On the drive home from day care today, Gamble pipes up from the back seat: "Daddie? Guess where I peed today."

I don't know of any good conversation that ever started that way.

"Only in the toilet, I hope," I said, thinking back to the recent episodes of wanting to pee outdoors.

"No, Daddie. Christopher and I went to the bathroom and we peed..."

"Gamble, are you allowed in the pottie with anyone else at school?"

"No, we went in when Miss Jenny wasn't looking. And you know where we peed?"

I was beside myself at this point. It was like a frosted mini-wheats commercial. The adult in me knows this conversation is all business, but the giggling kid in me sees two four year-olds whizzing all over the bathroom and each other, which is probably what I would have done as a kid. I'm nearing breaking up. Luckily, he's in the back seat, and only sees my serious, dead-pan (I hope) eyes in the rearview. I didn't know what to do, Nic wasn't there, and I'm the last guy you want in this situation.

I did my best to adult one out of the park.

"Where did you pee?"

"We peed on the paper towels."

"Oh yeah?

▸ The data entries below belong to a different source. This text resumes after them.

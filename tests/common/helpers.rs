//! Fake yt-dlp scripts and event collection for manager tests
//!
//! The fake downloader is a shell script run as `sh <script> <yt-dlp args>`,
//! so `$1` is the first yt-dlp argument and the URL is the last one.

#![allow(dead_code)]

use std::path::{Path, PathBuf};
use std::time::Duration;

use tempfile::TempDir;
use ytgrab::core::retry::RetryPolicy;
use ytgrab::download::{DownloadEvent, DownloadManager, EventReceiver, Launcher, ManagerConfig, SessionEnd};

/// A temp dir holding the fake downloader script; also used as download folder.
pub struct FakeDownloader {
    pub dir: TempDir,
    pub script: PathBuf,
}

impl FakeDownloader {
    pub fn new(body: &str) -> Self {
        let dir = tempfile::tempdir().unwrap();
        let script = dir.path().join("fake-ytdlp.sh");
        std::fs::write(&script, body).unwrap();
        Self { dir, script }
    }

    pub fn path(&self) -> &Path {
        self.dir.path()
    }

    /// Path usable inside the script for state shared between runs
    pub fn state_file(&self, name: &str) -> String {
        self.dir.path().join(name).to_string_lossy().into_owned()
    }

    pub fn config(&self) -> ManagerConfig {
        ManagerConfig {
            launcher: Launcher::new("sh").with_args(vec![self.script.to_string_lossy().into_owned()]),
            cookie_file: self.dir.path().join("no-cookies.txt"),
            cookies_browser: "firefox".to_string(),
            preflight: false,
            sweep_targets: Some(Vec::new()),
            poll_interval: Duration::from_millis(100),
            graceful_timeout: Duration::from_secs(1),
            settle_delay: Duration::from_millis(100),
            refresh_timeout: Duration::from_secs(5),
            probe_timeout: Duration::from_secs(10),
            playlist_timeout: Duration::from_secs(10),
        }
    }
}

/// Manager over the fake downloader with a zero retry delay.
pub fn fake_manager(fake: &FakeDownloader) -> (DownloadManager, EventReceiver) {
    manager_with(fake.config())
}

pub fn manager_with(config: ManagerConfig) -> (DownloadManager, EventReceiver) {
    let (manager, rx) = DownloadManager::new(config).unwrap();
    manager.set_retry_policy(RetryPolicy::new().retry_delay(Duration::ZERO));
    (manager, rx)
}

/// How to answer credential refresh requests while collecting.
#[derive(Debug, Clone, Copy)]
pub enum Refresh {
    Grant,
    Decline,
}

/// Simplified event for assertions.
#[derive(Debug, Clone, PartialEq)]
pub enum Seen {
    Progress(f64, String),
    Status(String),
    Error(String),
    Success,
    RefreshRequested,
    Finished(SessionEnd),
}

impl Seen {
    pub fn is_status(&self, text: &str) -> bool {
        matches!(self, Seen::Status(s) if s.contains(text))
    }

    pub fn is_error(&self, text: &str) -> bool {
        matches!(self, Seen::Error(s) if s.contains(text))
    }
}

/// Receives events until `Finished`, answering refresh requests as told.
pub async fn collect_until_finished(rx: &mut EventReceiver, refresh: Refresh) -> Vec<Seen> {
    let mut seen = Vec::new();
    loop {
        let event = tokio::time::timeout(Duration::from_secs(30), rx.recv())
            .await
            .expect("timed out waiting for download events")
            .expect("event channel closed");
        match event {
            DownloadEvent::Progress { percent, label } => seen.push(Seen::Progress(percent, label)),
            DownloadEvent::Status(s) => seen.push(Seen::Status(s)),
            DownloadEvent::Error(s) => seen.push(Seen::Error(s)),
            DownloadEvent::Success => seen.push(Seen::Success),
            DownloadEvent::CredentialRefreshRequested(reply) => {
                seen.push(Seen::RefreshRequested);
                reply.send(matches!(refresh, Refresh::Grant));
            }
            DownloadEvent::Finished(end) => {
                seen.push(Seen::Finished(end));
                return seen;
            }
        }
    }
}

/// Waits until the manager reports a live process id.
pub async fn wait_for_pid(manager: &DownloadManager) -> u32 {
    for _ in 0..200 {
        if let Some(pid) = manager.snapshot().process_id {
            return pid;
        }
        tokio::time::sleep(Duration::from_millis(25)).await;
    }
    panic!("download process never started");
}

Where were they when you peed on them? Were they on the floor?"

"No."

"Where could they have been?"

"Well, we pulled them out, and we peed on them then put them away."

I'm horrified to say that I wasn't able to learn much more about the crime. He wasn't really able to articulate it, and I couldn't tease any more detail out.

I changed tactics, toeing the parental line equivalent to, but not nearly as tried as, "if Christopher jumped off a bridge..."

You know, I always wondered if there was any practical purpose to the whole "one person in the restroom at a time" thing. I thought it was maybe a prudish, puritanical heritage of dirty, dirty private parts. I now see why it's so practical.

Because little boys think this stuff is hilarious. That's why.